WORK INSTRUCTION: Throughout the records below, find each line holding "RecordingIndex" and copy it.

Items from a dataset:
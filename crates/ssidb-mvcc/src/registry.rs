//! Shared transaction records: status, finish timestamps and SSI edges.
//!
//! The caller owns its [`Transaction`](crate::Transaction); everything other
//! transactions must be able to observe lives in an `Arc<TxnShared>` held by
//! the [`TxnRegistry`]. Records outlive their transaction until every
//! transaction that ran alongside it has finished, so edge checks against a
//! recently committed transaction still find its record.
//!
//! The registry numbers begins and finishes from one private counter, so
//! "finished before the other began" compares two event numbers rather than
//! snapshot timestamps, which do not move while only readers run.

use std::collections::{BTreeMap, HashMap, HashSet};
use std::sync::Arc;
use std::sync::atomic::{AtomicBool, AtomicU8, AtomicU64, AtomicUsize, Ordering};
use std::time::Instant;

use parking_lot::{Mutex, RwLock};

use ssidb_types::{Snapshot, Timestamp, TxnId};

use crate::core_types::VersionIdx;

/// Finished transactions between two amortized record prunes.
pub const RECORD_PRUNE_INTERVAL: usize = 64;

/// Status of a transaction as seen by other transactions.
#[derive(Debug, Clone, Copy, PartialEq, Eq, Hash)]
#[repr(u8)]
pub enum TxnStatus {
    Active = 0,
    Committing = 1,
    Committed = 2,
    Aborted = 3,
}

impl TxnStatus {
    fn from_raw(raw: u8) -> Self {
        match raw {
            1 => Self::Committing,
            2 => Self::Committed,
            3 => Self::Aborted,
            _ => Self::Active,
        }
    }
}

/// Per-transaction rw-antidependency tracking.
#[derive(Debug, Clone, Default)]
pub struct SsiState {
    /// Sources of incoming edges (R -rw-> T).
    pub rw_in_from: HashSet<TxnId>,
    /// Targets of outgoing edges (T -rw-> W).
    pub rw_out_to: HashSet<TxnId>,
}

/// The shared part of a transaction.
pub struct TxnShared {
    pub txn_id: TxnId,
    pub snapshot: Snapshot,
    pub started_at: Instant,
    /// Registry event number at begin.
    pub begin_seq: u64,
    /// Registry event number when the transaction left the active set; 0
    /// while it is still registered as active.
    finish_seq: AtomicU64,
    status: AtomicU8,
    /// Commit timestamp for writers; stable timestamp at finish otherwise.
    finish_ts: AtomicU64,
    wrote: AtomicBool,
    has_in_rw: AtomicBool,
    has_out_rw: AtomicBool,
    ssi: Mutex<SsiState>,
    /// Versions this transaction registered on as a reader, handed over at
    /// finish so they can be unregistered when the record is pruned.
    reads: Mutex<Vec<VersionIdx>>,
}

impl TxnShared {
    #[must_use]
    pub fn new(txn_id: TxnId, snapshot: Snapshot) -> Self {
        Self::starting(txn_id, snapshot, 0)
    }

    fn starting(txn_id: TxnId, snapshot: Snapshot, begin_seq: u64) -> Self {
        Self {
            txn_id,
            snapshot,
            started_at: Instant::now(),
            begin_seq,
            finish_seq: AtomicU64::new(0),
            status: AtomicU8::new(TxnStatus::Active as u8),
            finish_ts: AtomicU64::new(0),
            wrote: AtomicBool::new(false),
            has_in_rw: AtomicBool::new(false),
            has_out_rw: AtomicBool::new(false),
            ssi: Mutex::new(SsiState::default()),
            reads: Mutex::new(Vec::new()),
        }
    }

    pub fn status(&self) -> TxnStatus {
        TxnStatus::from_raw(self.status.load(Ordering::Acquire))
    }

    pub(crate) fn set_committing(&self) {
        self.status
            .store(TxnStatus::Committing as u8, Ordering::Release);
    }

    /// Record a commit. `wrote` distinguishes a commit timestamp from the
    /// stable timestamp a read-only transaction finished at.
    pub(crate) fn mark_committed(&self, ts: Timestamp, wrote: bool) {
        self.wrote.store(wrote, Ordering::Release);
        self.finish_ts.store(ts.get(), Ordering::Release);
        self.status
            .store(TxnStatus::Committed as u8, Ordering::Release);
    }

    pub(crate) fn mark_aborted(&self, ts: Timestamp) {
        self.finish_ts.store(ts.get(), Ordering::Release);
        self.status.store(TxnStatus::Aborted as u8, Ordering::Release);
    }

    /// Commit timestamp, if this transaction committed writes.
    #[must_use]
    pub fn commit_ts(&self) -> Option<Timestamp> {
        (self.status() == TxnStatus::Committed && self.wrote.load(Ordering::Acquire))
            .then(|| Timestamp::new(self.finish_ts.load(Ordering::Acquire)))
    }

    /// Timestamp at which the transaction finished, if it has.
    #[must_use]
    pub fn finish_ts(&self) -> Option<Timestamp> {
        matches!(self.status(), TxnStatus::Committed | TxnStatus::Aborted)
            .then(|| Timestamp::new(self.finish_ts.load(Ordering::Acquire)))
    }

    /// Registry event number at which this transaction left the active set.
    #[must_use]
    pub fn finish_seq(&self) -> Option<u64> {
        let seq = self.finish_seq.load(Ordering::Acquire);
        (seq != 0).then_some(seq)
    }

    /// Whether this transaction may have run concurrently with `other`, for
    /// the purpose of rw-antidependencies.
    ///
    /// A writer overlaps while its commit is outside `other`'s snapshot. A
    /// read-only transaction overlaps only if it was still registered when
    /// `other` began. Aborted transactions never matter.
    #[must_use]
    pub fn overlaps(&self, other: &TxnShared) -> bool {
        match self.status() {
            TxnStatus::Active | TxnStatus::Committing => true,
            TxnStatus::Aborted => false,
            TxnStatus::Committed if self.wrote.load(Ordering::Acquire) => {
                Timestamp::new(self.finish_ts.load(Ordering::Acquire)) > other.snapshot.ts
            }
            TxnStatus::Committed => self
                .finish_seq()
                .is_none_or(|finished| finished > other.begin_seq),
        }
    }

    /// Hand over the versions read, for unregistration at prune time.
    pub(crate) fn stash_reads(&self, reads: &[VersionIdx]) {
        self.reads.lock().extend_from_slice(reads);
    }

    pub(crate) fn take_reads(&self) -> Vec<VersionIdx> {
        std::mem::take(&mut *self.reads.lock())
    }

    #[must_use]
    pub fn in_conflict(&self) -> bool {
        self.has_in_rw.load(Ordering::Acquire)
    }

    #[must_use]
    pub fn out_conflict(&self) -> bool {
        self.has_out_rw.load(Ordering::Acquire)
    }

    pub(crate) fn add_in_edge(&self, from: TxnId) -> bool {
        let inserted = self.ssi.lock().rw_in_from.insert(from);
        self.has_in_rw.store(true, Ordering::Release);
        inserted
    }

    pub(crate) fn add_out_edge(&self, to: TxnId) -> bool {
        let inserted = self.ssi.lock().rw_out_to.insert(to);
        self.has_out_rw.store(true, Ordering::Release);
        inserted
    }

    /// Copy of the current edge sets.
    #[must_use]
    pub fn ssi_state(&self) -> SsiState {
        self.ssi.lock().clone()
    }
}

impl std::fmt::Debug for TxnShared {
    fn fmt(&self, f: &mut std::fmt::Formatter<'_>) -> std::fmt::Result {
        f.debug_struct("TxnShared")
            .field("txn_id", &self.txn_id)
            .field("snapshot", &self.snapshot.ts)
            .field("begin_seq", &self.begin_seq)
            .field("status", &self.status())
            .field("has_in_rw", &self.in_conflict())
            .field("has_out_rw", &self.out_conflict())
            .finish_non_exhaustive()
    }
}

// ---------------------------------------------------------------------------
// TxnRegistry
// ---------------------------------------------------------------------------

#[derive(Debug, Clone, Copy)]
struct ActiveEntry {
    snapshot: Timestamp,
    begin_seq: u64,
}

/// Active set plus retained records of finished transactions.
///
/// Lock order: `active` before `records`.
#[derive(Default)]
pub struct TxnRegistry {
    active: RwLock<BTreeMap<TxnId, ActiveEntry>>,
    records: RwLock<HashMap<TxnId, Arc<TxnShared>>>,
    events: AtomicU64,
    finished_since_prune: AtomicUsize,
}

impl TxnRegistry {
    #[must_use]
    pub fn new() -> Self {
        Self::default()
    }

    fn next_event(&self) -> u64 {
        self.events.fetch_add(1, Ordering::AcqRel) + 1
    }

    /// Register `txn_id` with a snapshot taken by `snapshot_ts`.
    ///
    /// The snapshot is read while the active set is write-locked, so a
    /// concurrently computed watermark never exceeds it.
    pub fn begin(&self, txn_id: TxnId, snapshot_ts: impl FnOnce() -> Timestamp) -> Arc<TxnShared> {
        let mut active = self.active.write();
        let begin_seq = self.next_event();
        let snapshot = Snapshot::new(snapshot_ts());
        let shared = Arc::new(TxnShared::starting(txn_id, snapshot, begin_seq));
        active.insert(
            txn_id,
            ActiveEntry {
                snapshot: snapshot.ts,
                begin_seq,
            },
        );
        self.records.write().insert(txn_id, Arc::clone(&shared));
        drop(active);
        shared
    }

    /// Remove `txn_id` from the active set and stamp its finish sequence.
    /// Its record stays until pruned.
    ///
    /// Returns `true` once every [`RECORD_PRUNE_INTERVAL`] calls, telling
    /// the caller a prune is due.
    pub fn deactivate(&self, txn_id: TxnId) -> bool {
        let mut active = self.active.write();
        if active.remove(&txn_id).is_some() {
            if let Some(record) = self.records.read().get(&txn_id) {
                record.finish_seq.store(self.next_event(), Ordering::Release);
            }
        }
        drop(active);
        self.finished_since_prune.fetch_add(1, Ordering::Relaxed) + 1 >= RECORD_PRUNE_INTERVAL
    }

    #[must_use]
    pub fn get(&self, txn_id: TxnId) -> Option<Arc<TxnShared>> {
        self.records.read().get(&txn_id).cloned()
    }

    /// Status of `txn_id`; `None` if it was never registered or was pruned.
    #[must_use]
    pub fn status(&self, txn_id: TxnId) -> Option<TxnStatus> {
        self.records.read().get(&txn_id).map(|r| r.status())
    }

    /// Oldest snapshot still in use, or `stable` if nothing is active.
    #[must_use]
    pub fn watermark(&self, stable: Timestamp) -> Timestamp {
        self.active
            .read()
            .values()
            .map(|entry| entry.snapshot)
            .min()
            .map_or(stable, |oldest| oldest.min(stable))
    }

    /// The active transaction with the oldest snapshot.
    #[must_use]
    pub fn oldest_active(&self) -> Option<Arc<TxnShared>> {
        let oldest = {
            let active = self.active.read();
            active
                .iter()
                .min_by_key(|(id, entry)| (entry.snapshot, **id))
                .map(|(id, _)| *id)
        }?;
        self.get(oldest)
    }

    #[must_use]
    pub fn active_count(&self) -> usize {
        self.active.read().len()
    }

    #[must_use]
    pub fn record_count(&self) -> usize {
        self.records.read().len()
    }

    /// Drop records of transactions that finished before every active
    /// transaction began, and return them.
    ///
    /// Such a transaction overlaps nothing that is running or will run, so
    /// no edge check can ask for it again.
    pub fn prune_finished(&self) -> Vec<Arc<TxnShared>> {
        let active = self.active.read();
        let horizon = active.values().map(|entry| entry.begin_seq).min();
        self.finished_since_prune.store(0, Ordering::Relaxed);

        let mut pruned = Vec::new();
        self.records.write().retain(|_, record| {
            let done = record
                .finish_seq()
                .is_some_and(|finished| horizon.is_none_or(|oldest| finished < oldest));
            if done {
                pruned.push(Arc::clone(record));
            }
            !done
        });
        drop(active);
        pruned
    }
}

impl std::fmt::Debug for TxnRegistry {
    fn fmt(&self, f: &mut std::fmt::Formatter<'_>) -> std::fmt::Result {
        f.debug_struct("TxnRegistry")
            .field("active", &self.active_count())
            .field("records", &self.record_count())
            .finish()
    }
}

--

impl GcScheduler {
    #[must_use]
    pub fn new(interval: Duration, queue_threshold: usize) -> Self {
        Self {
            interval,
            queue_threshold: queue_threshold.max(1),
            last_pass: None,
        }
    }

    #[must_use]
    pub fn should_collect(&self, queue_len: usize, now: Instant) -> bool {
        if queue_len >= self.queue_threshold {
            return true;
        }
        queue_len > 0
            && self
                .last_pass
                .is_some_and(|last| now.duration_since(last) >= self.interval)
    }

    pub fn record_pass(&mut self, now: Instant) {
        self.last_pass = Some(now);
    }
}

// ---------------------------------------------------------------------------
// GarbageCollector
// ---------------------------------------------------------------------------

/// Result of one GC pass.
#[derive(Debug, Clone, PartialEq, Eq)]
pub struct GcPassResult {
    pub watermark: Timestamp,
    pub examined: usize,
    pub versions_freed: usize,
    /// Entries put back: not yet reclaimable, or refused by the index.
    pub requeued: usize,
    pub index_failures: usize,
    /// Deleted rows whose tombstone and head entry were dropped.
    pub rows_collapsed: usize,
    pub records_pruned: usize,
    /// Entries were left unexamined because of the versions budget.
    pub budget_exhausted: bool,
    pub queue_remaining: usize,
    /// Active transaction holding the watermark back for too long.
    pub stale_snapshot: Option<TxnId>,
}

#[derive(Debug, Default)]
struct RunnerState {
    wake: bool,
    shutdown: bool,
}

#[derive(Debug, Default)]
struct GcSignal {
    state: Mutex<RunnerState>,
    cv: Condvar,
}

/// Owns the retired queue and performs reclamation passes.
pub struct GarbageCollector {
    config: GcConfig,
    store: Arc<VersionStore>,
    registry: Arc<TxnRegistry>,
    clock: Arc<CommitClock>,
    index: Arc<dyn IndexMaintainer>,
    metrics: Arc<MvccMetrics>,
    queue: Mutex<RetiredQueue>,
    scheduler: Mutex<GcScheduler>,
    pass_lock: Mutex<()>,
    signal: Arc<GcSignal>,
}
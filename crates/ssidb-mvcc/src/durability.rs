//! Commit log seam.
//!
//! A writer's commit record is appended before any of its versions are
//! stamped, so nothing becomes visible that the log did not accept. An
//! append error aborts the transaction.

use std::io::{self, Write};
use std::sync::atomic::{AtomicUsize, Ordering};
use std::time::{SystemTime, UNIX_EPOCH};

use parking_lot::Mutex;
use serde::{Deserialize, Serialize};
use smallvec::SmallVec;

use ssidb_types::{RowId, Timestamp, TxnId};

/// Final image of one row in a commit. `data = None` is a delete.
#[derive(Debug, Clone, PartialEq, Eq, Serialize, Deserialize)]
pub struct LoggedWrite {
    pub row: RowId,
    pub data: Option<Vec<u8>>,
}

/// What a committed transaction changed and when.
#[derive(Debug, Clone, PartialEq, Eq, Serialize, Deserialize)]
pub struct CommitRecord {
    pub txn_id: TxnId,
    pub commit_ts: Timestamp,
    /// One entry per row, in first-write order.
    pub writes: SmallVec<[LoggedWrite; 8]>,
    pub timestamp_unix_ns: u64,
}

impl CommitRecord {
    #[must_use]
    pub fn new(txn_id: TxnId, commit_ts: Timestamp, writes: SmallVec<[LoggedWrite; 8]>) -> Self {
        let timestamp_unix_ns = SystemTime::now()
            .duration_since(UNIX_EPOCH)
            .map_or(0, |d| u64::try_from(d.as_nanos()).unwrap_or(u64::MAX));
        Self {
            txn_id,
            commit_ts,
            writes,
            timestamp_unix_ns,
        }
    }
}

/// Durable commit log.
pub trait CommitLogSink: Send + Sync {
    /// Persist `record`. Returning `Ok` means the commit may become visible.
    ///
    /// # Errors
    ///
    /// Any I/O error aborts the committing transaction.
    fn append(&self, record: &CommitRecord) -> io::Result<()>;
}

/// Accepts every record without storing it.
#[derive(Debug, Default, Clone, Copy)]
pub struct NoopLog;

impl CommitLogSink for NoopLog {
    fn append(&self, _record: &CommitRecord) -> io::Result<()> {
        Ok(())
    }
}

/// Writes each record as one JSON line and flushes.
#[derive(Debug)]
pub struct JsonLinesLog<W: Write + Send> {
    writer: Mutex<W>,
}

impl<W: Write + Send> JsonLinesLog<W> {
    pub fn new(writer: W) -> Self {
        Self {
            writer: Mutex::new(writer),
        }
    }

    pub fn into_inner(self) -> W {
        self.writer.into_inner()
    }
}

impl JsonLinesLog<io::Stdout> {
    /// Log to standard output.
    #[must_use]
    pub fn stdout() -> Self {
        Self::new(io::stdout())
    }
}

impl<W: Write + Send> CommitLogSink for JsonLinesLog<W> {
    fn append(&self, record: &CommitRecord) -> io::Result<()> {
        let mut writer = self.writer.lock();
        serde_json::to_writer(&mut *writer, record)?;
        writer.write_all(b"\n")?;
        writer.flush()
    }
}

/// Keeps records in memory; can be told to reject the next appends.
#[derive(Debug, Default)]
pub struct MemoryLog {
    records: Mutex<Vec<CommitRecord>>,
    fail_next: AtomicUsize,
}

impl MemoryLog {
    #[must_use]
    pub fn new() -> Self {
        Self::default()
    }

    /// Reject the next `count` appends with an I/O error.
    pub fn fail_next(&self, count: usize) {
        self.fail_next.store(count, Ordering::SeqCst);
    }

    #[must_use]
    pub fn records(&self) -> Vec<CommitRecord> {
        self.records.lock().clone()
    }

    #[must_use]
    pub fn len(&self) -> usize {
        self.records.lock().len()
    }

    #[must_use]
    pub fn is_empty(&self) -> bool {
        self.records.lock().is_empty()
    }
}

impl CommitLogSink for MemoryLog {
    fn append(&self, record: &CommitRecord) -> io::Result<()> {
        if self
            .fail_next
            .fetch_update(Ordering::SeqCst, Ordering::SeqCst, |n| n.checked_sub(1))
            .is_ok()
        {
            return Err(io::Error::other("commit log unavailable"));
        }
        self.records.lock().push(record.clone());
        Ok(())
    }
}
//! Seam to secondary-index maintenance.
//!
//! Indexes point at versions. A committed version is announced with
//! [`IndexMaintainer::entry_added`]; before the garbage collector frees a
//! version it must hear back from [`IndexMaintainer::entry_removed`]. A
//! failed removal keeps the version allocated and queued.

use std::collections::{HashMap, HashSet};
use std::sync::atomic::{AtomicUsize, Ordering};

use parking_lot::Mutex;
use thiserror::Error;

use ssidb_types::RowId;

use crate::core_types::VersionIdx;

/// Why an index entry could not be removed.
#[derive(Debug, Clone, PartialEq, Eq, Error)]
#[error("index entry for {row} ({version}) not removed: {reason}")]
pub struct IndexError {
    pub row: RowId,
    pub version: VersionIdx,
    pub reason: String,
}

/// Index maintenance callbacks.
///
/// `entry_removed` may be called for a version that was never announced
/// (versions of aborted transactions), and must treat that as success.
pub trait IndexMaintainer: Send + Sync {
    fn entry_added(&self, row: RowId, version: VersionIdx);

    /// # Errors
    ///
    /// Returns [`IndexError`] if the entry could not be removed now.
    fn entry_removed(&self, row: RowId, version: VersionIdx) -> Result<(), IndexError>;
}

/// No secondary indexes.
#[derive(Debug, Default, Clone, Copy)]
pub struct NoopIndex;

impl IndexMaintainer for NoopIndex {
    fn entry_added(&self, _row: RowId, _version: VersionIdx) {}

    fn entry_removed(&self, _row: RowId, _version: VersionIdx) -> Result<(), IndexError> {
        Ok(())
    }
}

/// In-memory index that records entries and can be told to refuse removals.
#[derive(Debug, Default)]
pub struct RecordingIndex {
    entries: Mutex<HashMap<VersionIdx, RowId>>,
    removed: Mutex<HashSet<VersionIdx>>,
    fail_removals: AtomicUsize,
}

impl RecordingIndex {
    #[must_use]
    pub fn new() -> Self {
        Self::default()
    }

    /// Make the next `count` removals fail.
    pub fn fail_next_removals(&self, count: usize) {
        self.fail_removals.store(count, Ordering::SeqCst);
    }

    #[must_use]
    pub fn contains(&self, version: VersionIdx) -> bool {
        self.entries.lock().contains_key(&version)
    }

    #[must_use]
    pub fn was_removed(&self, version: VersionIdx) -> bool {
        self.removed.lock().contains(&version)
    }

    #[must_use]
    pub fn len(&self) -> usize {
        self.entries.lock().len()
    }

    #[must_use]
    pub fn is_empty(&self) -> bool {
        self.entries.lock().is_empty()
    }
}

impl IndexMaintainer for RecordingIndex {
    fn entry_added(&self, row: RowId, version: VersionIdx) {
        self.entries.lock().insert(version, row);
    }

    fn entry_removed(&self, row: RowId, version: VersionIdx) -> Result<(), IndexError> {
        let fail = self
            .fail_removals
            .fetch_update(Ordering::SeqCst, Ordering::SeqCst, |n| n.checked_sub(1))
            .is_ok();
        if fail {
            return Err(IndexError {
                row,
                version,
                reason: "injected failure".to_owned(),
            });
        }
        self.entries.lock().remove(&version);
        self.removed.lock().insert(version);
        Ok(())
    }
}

---

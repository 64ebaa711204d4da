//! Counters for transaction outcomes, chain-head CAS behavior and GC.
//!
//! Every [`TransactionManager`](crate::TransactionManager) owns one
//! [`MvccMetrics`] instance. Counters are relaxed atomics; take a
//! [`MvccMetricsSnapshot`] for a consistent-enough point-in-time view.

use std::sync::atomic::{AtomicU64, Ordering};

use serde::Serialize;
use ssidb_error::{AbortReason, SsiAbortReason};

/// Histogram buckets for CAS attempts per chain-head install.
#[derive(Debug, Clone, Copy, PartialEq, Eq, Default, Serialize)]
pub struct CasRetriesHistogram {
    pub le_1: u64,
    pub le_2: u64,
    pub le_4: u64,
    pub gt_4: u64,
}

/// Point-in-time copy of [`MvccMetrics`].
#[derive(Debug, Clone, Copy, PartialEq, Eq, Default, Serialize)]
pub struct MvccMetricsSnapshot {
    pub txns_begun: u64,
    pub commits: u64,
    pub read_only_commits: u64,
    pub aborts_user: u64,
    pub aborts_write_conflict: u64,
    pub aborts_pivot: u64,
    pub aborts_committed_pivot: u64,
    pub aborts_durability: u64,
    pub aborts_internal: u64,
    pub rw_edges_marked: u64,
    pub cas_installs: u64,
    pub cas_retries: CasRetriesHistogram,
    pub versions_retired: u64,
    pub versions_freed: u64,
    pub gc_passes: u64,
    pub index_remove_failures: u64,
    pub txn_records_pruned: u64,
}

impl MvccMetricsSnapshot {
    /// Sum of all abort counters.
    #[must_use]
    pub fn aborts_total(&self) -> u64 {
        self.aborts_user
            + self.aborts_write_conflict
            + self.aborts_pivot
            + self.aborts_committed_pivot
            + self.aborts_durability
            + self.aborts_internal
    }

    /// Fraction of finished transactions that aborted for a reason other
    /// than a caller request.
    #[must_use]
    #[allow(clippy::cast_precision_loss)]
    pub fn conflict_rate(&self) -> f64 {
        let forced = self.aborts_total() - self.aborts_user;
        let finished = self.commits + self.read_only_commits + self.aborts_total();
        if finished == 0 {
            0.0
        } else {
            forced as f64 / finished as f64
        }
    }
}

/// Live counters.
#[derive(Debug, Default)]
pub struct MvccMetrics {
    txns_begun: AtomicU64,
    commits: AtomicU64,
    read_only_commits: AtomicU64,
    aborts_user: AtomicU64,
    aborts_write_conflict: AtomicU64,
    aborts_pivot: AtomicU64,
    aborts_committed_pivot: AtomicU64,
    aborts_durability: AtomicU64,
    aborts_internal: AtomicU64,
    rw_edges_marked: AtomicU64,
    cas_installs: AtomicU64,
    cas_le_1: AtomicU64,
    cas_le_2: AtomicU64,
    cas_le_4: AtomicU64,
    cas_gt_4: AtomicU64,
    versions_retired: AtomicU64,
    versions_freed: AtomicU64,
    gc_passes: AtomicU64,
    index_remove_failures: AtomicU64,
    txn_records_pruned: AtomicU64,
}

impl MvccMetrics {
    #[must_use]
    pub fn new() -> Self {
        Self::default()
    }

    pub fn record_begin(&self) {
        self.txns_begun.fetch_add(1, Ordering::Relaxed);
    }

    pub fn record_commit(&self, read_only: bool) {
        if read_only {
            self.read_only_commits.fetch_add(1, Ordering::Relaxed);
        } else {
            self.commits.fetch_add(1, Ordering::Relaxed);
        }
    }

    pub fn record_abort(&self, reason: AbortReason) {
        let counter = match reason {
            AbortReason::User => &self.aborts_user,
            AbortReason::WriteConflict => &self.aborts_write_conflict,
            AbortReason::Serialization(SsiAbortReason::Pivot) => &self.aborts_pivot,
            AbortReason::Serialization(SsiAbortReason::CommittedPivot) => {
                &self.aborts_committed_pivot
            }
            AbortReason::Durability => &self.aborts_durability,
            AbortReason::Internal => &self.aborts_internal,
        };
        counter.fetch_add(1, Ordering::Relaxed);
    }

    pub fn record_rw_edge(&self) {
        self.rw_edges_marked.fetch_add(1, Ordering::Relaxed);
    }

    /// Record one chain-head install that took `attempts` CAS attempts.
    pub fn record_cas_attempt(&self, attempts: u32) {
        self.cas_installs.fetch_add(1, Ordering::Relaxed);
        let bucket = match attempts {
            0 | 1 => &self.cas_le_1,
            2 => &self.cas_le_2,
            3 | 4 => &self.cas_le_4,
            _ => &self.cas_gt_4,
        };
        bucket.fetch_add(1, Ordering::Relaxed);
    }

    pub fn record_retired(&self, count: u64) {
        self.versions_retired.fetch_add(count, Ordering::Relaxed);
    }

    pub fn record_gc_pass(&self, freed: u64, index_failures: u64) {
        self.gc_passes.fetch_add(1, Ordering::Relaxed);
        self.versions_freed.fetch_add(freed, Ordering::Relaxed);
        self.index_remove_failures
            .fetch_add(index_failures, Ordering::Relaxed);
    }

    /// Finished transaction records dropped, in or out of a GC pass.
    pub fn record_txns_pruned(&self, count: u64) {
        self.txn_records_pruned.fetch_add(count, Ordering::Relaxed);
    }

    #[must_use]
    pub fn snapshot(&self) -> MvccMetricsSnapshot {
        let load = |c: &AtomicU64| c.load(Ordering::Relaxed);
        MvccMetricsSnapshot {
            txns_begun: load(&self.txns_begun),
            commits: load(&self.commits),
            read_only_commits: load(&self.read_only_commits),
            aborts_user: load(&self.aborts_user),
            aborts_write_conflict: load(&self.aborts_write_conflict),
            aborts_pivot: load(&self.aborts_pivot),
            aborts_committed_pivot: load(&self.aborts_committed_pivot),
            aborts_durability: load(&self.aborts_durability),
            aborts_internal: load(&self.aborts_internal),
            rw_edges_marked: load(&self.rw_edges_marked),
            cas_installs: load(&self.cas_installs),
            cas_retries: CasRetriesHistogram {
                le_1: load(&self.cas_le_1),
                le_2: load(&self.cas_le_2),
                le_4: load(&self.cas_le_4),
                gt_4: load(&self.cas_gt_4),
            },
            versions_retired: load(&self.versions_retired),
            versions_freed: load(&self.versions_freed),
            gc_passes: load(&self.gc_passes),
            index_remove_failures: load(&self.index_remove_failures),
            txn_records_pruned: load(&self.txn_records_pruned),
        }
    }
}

ANSWER TO THIS TASK:
pub struct RecordingIndex {
impl RecordingIndex {
impl IndexMaintainer for RecordingIndex {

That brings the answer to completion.